Auteurs réunis sous une même bannière donc, les Wu Ming écrivent aussi chacun de leur côté, et gardent alors la signature Wu Ming assortie d'un numéro..Composé au départ de Roberto Bui (Wu Ming 1), Giovanni Cattabriga  (Wu Ming 2), Luca Di Meo  (Wu Ming 3), Federico Guglielmi (Wu Ming 4) et Riccardo Pedrini (Wu Ming 5), le groupe est devenu quartet  en 2008 avec le départ de Luca Di Meo.

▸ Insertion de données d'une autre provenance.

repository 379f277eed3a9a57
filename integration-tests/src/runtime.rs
//! Test runtime wiring the settlement pallet to its collaborator pallets.

use polkadot_sdk::frame_support::{
  PalletId, construct_runtime, derive_impl, parameter_types,
  traits::{ConstU32, ConstU64, ConstU128},
  weights::Weight,
};
use polkadot_sdk::frame_system;
use polkadot_sdk::sp_runtime::{AccountId32, traits::IdentityLookup};
use primitives::{
  AssetKind,
  ecosystem::{pallet_ids, params},
};

pub type AccountId = AccountId32;
pub type Balance = u128;

type Block = frame_system::mocking::MockBlock<Runtime>;

construct_runtime!(
  pub struct Runtime {
    System: frame_system,
    Balances: polkadot_sdk::pallet_balances,
    Assets: polkadot_sdk::pallet_assets,
    Timestamp: polkadot_sdk::pallet_timestamp,
    Settlement: pallet_request_settlement,
    StakeLedger: pallet_stake_ledger,
    LiquidityPool: pallet_liquidity_pool,
  }
);

#[derive_impl(frame_system::config_preludes::TestDefaultConfig)]
impl frame_system::Config for Runtime {
  type Block = Block;
  type AccountId = AccountId;
  type Lookup = IdentityLookup<Self::AccountId>;
  type AccountData = polkadot_sdk::pallet_balances::AccountData<Balance>;
}

impl polkadot_sdk::pallet_balances::Config for Runtime {
  type MaxLocks = ();
  type MaxReserves = ();
  type ReserveIdentifier = [u8; 8];
  type Balance = Balance;
  type DustRemoval = ();
  type RuntimeEvent = RuntimeEvent;
  type ExistentialDeposit = ConstU128<1>;
  type AccountStore = System;
  type WeightInfo = ();
  type FreezeIdentifier = ();
  type MaxFreezes = ();
  type RuntimeHoldReason = ();
  type RuntimeFreezeReason = ();
  type DoneSlashHandler = ();
}

impl polkadot_sdk::pallet_assets::Config for Runtime {
  type RuntimeEvent = RuntimeEvent;
  type Balance = Balance;
  type AssetId = u32;
  type AssetIdParameter = u32;
  type Currency = Balances;
  type CreateOrigin = polkadot_sdk::frame_support::traits::AsEnsureOriginWithArg<
    frame_system::EnsureSigned<Self::AccountId>,
  >;
  type ForceOrigin = frame_system::EnsureRoot<Self::AccountId>;
  type AssetDeposit = ConstU128<1>;
  type AssetAccountDeposit = ConstU128<1>;
  type MetadataDepositBase = ConstU128<1>;
  type MetadataDepositPerByte = ConstU128<1>;
  type ApprovalDeposit = ConstU128<1>;
  type StringLimit = ConstU32<50>;
  type Freezer = ();
  type Extra = ();
  type ReserveData = ();
  type CallbackHandle = ();
  type WeightInfo = ();
  type RemoveItemsLimit = ConstU32<5>;
  type Holder = ();
}

impl polkadot_sdk::pallet_timestamp::Config for Runtime {
  type Moment = u64;
  type OnTimestampSet = ();
  type MinimumPeriod = ConstU64<1>;
  type WeightInfo = ();
}

pub type AssetOps = pallet_request_settlement::FungibleAssetOps<Balances, Assets>;

parameter_types! {
  pub static ChainId: u64 = 0;
  pub const NativeAsset: AssetKind = AssetKind::Native;
  pub const SettlementPalletId: PalletId = PalletId(*pallet_ids::SETTLEMENT_PALLET_ID);
  pub const StakeLedgerPalletId: PalletId = PalletId(*pallet_ids::STAKE_LEDGER_PALLET_ID);
  pub const LiquidityPoolPalletId: PalletId = PalletId(*pallet_ids::LIQUIDITY_POOL_PALLET_ID);
  pub const MaxCallWeight: Weight = Weight::from_parts(
    params::SETTLEMENT_MAX_CALL_REF_TIME,
    params::SETTLEMENT_MAX_CALL_PROOF_SIZE,
  );
}

/// Unbonding period in blocks; short so tests can step past it.
pub const UNBONDING_PERIOD: u64 = 20;

impl pallet_request_settlement::Config for Runtime {
  type AssetId = AssetKind;
  type Balance = Balance;
  type NativeAsset = NativeAsset;
  type AssetOps = AssetOps;
  type StakeLedger = StakeLedger;
  type LiquidityPool = LiquidityPool;
  type OperatorRegistry = LiquidityPool;
  type SignerRecovery = pallet_request_settlement::EcdsaRecovery;
  type TimeProvider = Timestamp;
  type ChainId = ChainId;
  type PalletId = SettlementPalletId;
  type AdminOrigin = frame_system::EnsureRoot<AccountId>;
  type MaxCalls = ConstU32<{ params::SETTLEMENT_MAX_CALLS }>;
  type MaxPayloadLen = ConstU32<{ params::SETTLEMENT_MAX_PAYLOAD_LEN }>;
  type MaxClaimBatch = ConstU32<{ params::SETTLEMENT_MAX_CLAIM_BATCH }>;
  type MaxCallWeight = MaxCallWeight;
  type WeightInfo = pallet_request_settlement::weights::SubstrateWeight<Runtime>;
}

impl pallet_stake_ledger::Config for Runtime {
  type AssetId = AssetKind;
  type Balance = Balance;
  type AssetOps = AssetOps;
  type PalletId = StakeLedgerPalletId;
  type UnbondingPeriod = ConstU64<UNBONDING_PERIOD>;
  type WeightInfo = pallet_stake_ledger::weights::SubstrateWeight<Runtime>;
}

impl pallet_liquidity_pool::Config for Runtime {
  type AssetId = AssetKind;
  type Balance = Balance;
  type AssetOps = AssetOps;
  type PalletId = LiquidityPoolPalletId;
  type AdminOrigin = frame_system::EnsureRoot<AccountId>;
  type WeightInfo = pallet_liquidity_pool::weights::SubstrateWeight<Runtime>;
}
#![cfg(feature = "runtime-benchmarks")]

use super::*;
use frame::prelude::*;
use polkadot_sdk::frame_benchmarking::{account, v2::*};
use polkadot_sdk::frame_system::RawOrigin;

#[benchmarks]
mod benches {
  use super::*;

  fn funded_pool<T: Config>(amount: u32) -> T::AssetId {
    let provider: T::AccountId = account("provider", 0, 0);
    let asset = T::BenchmarkHelper::asset();
    T::BenchmarkHelper::ensure_funded(&provider, asset, T::Balance::from(amount.saturating_mul(2)))
      .expect("Failed to fund account");
    Pallet::<T>::provide_liquidity(
      RawOrigin::Signed(provider).into(),
      asset,
      T::Balance::from(amount),
    )
    .unwrap();
    asset
  }

  #[benchmark]
  fn provide_liquidity() {
    let caller: T::AccountId = whitelisted_caller();
    let asset = T::BenchmarkHelper::asset();
    T::BenchmarkHelper::ensure_funded(&caller, asset, T::Balance::from(2_000u32))
      .expect("Failed to fund account");

    #[extrinsic_call]
    _(RawOrigin::Signed(caller), asset, T::Balance::from(1_000u32));

    assert_eq!(Pooled::<T>::get(asset), T::Balance::from(1_000u32));
  }

  #[benchmark]
  fn reclaim_liquidity() -> Result<(), BenchmarkError> {
    let asset = funded_pool::<T>(1_000);
    let dest: T::AccountId = account("dest", 0, 0);
    let origin =
      T::AdminOrigin::try_successful_origin().map_err(|_| BenchmarkError::Weightless)?;

    #[extrinsic_call]
    _(origin as T::RuntimeOrigin, asset, T::Balance::from(400u32), dest);

    assert_eq!(Pooled::<T>::get(asset), T::Balance::from(600u32));
    Ok(())
  }

  #[benchmark]
  fn add_operator() -> Result<(), BenchmarkError> {
    let who: T::AccountId = account("operator", 0, 0);
    let origin =
      T::AdminOrigin::try_successful_origin().map_err(|_| BenchmarkError::Weightless)?;

    #[extrinsic_call]
    _(origin as T::RuntimeOrigin, who.clone());

    assert!(Operators::<T>::contains_key(&who));
    Ok(())
  }

  #[benchmark]
  fn remove_operator() -> Result<(), BenchmarkError> {
    let who: T::AccountId = account("operator", 0, 0);
    Operators::<T>::insert(&who, ());
    let origin =
      T::AdminOrigin::try_successful_origin().map_err(|_| BenchmarkError::Weightless)?;

    #[extrinsic_call]
    _(origin as T::RuntimeOrigin, who.clone());

    assert!(!Operators::<T>::contains_key(&who));
    Ok(())
  }

  impl_benchmark_test_suite!(Pallet, crate::mock::new_test_ext(), crate::mock::Test);
}
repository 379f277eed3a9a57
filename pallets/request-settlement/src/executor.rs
//! Side-effect execution for pre- and post-calls.

use crate::{Config, Error, LOG_TARGET, types::SideEffectCall};
use codec::DecodeLimit;
use frame::prelude::*;
use polkadot_sdk::{
  frame_support::{dispatch::GetDispatchInfo, storage::with_storage_layer},
  sp_runtime::traits::{Dispatchable, Zero},
};

use crate::AssetOps;

/// Nesting limit when decoding a call payload.
const MAX_CALL_DECODE_DEPTH: u32 = 64;

/// Runs `calls` in order inside one storage layer. The first failure discards the effects of every
/// earlier call in the batch and is returned unchanged.
pub(crate) fn run_all<T: Config>(
  calls: &[SideEffectCall<T>],
  payer: &T::AccountId,
  dispatcher: &T::AccountId,
) -> DispatchResult {
  if calls.is_empty() {
    return Ok(());
  }
  with_storage_layer(|| {
    for (index, call) in calls.iter().enumerate() {
      run_one::<T>(call, payer, dispatcher).inspect_err(|error| {
        log::warn!(
          target: LOG_TARGET,
          "side-effect call {index} to {:?} failed: {error:?}",
          call.target,
        );
      })?;
    }
    Ok(())
  })
}

fn run_one<T: Config>(
  call: &SideEffectCall<T>,
  payer: &T::AccountId,
  dispatcher: &T::AccountId,
) -> DispatchResult {
  if !call.value.is_zero() {
    T::AssetOps::transfer(payer, &call.target, T::NativeAsset::get(), call.value)?;
  }
  if call.payload.is_empty() {
    return Ok(());
  }
  let runtime_call = <T as frame_system::Config>::RuntimeCall::decode_all_with_depth_limit(
    MAX_CALL_DECODE_DEPTH,
    &mut &call.payload[..],
  )
  .map_err(|_| Error::<T>::UndecodableCall)?;
  ensure!(
    runtime_call
      .get_dispatch_info()
      .call_weight
      .all_lte(T::MaxCallWeight::get()),
    Error::<T>::CallTooHeavy
  );
  runtime_call
    .dispatch(frame_system::RawOrigin::Signed(dispatcher.clone()).into())
    .map(|_| ())
    .map_err(|e| e.error)
}
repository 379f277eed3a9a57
//! Protocol Constants for the Settlement Ecosystem
//!
//! This module centralizes system-level constants: pallet IDs used to derive the sovereign
//! accounts of the settlement core and its collaborators, and the default bounds the runtime
//! configurations share.

/// Pallet identifiers for deriving pallet-owned accounts.
///
/// These IDs are used by Polkadot SDK's `PalletId::into_account_truncating()`
/// to deterministically generate accounts for pallet-specific operations.
pub mod pallet_ids {
  /// Request settlement pallet ID. Its account is also the protocol instance identity folded
  /// into every request hash.
  pub const SETTLEMENT_PALLET_ID: &[u8; 8] = b"settlmnt";

  /// Stake ledger pallet ID (custody of bonded collateral)
  pub const STAKE_LEDGER_PALLET_ID: &[u8; 8] = b"stakeldg";

  /// Liquidity pool pallet ID (custody of pooled funds)
  pub const LIQUIDITY_POOL_PALLET_ID: &[u8; 8] = b"liqpool0";
}

/// Protocol parameters shared by runtime configurations and test mocks.
pub mod params {
  /// Maximum number of pre-calls (and, separately, post-calls) a request may carry.
  pub const SETTLEMENT_MAX_CALLS: u32 = 8;

  /// Maximum encoded length of a single side-effect call payload.
  pub const SETTLEMENT_MAX_PAYLOAD_LEN: u32 = 1024;

  /// Maximum number of requests settled by one `claim_many`.
  pub const SETTLEMENT_MAX_CLAIM_BATCH: u32 = 32;

  /// Upper bound on the ref-time a single side-effect call may declare (250 ms).
  pub const SETTLEMENT_MAX_CALL_REF_TIME: u64 = 250_000_000_000;

  /// Upper bound on the proof size a single side-effect call may declare (64 KiB).
  pub const SETTLEMENT_MAX_CALL_PROOF_SIZE: u64 = 64 * 1024;
}
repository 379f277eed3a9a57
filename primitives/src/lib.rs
#![cfg_attr(not(feature = "std"), no_std)]

pub mod assets;
pub mod ecosystem;

pub use assets::*;
pub use ecosystem::*;
#![cfg_attr(rustfmt, rustfmt_skip)]
#![allow(unused_parens)]
#![allow(unused_imports)]
#![allow(missing_docs)]

use core::marker::PhantomData;
use polkadot_sdk::frame_support::{
  traits::Get,
  weights::{constants::RocksDbWeight, Weight},
};

pub trait WeightInfo {
  fn provide_liquidity() -> Weight;
  fn reclaim_liquidity() -> Weight;
  fn add_operator() -> Weight;
  fn remove_operator() -> Weight;
}

pub struct SubstrateWeight<T>(PhantomData<T>);
impl<T: polkadot_sdk::frame_system::Config + crate::Config> WeightInfo for SubstrateWeight<T> {
  fn provide_liquidity() -> Weight {
    Weight::from_parts(30_000_000, 3600)
      .saturating_add(T::DbWeight::get().reads(3))
      .saturating_add(T::DbWeight::get().writes(3))
  }

  fn reclaim_liquidity() -> Weight {
    Weight::from_parts(30_000_000, 3600)
      .saturating_add(T::DbWeight::get().reads(3))
      .saturating_add(T::DbWeight::get().writes(3))
  }

  fn add_operator() -> Weight {
    Weight::from_parts(10_000_000, 700)
      .saturating_add(T::DbWeight::get().reads(1))
      .saturating_add(T::DbWeight::get().writes(1))
  }

  fn remove_operator() -> Weight {
    Weight::from_parts(10_000_000, 700)
      .saturating_add(T::DbWeight::get().reads(1))
      .saturating_add(T::DbWeight::get().writes(1))
  }
}

impl WeightInfo for () {
  fn provide_liquidity() -> Weight { Weight::from_parts(30_000_000, 3600) }
  fn reclaim_liquidity() -> Weight { Weight::from_parts(30_000_000, 3600) }
  fn add_operator() -> Weight { Weight::from_parts(10_000_000, 700) }
  fn remove_operator() -> Weight { Weight::from_parts(10_000_000, 700) }
}
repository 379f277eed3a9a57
//! Request canonicalization.
//!
//! The identifier of a request is computed in three stages:
//!
//! 1. two sub-digests, one over the validity window and one over the full pre/post call arrays,
//!    so the variable-length part is hashed once and folded in as a fixed 32 bytes;
//! 2. a request digest over the protocol instance, both chain ids, every scalar field and the two
//!    sub-digests, with the chain id pair appended once more;
//! 3. the wallet raw-message wrapping (`<Bytes>` .. `</Bytes>`) hashed again, so a signature over
//!    the identifier is what a wallet produces when asked to sign the request digest and can
//!    never double as a transaction signature.

use crate::{
  Config,
  types::{CallsOf, Request},
};
use alloc::vec::Vec;
use codec::Encode;
use frame::hashing::blake2_256;

pub const SIGNED_MESSAGE_PREFIX: &[u8] = b"<Bytes>";
pub const SIGNED_MESSAGE_SUFFIX: &[u8] = b"</Bytes>";

pub fn window_digest(valid_until: u64, valid_after: u64) -> [u8; 32] {
  (valid_until, valid_after).using_encoded(blake2_256)
}

pub fn calls_digest<T: Config>(pre_calls: &CallsOf<T>, post_calls: &CallsOf<T>) -> [u8; 32] {
  (pre_calls, post_calls).using_encoded(blake2_256)
}

/// Digest binding every field of `request` to the protocol `instance`.
pub fn request_digest<T: Config>(request: &Request<T>, instance: &T::AccountId) -> [u8; 32] {
  let calls = calls_digest::<T>(&request.pre_calls, &request.post_calls);
  let window = window_digest(request.valid_until, request.valid_after);
  (
    instance,
    request.claim_chain_id,
    request.withdraw_chain_id,
    &request.asset,
    &request.amount,
    &request.fee,
    &request.recipient,
    request.nonce,
    calls,
    window,
    (request.claim_chain_id, request.withdraw_chain_id),
  )
    .using_encoded(blake2_256)
}

/// Applies the signed-message domain separation to a 32-byte digest.
pub fn signing_digest(message: &[u8; 32]) -> [u8; 32] {
  let mut wrapped = Vec::with_capacity(
    SIGNED_MESSAGE_PREFIX.len() + message.len() + SIGNED_MESSAGE_SUFFIX.len(),
  );
  wrapped.extend_from_slice(SIGNED_MESSAGE_PREFIX);
  wrapped.extend_from_slice(message);
  wrapped.extend_from_slice(SIGNED_MESSAGE_SUFFIX);
  blake2_256(&wrapped)
}
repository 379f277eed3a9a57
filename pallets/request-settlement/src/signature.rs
//! Signer recovery for request signatures.

use frame::{hashing::blake2_256, prelude::*};
use polkadot_sdk::{sp_core::ecdsa, sp_io};

/// Recovers the identity that produced `signature` over a 32-byte digest.
///
/// Deciding whether that identity is authorized is left to the caller. Implementations must
/// return `None` for malformed or unrecoverable signatures rather than a placeholder identity.
pub trait RecoverSigner<AccountId> {
  type Signature: Parameter;

  fn recover(digest: &[u8; 32], signature: &Self::Signature) -> Option<AccountId>;
}

/// secp256k1 recovery. The identity is `blake2_256(compressed_public_key)`, the account a
/// `MultiSigner::Ecdsa` resolves to.
pub struct EcdsaRecovery;

impl<AccountId: From<[u8; 32]>> RecoverSigner<AccountId> for EcdsaRecovery {
  type Signature = ecdsa::Signature;

  fn recover(digest: &[u8; 32], signature: &Self::Signature) -> Option<AccountId> {
    let raw = <[u8; 65]>::try_from(AsRef::<[u8]>::as_ref(signature)).ok()?;
    sp_io::crypto::secp256k1_ecdsa_recover_compressed(&raw, digest)
      .ok()
      .map(|public| blake2_256(&public).into())
  }
}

Pleins d'humour (voir leur site), Wu Ming est l'objet de  nombreuses rumeurs, ou plus exactement de nombreux fantasmes (prête-nom, anarchiste, coupable de violence... la liste semble longue). Il faut dire que leur philosophie est à contre courant des standards commerciaux et capitalistes, ainsi, leurs livres portent en exergue un copyleft:
« La reproduction totale ou partielle de l'œuvre ainsi que sa diffusion par voie télématique sont autorisées, sous condition de fins non commerciales et de reproduction de la présente mention. »
Loin des copyrights à l'américaine, isn't it?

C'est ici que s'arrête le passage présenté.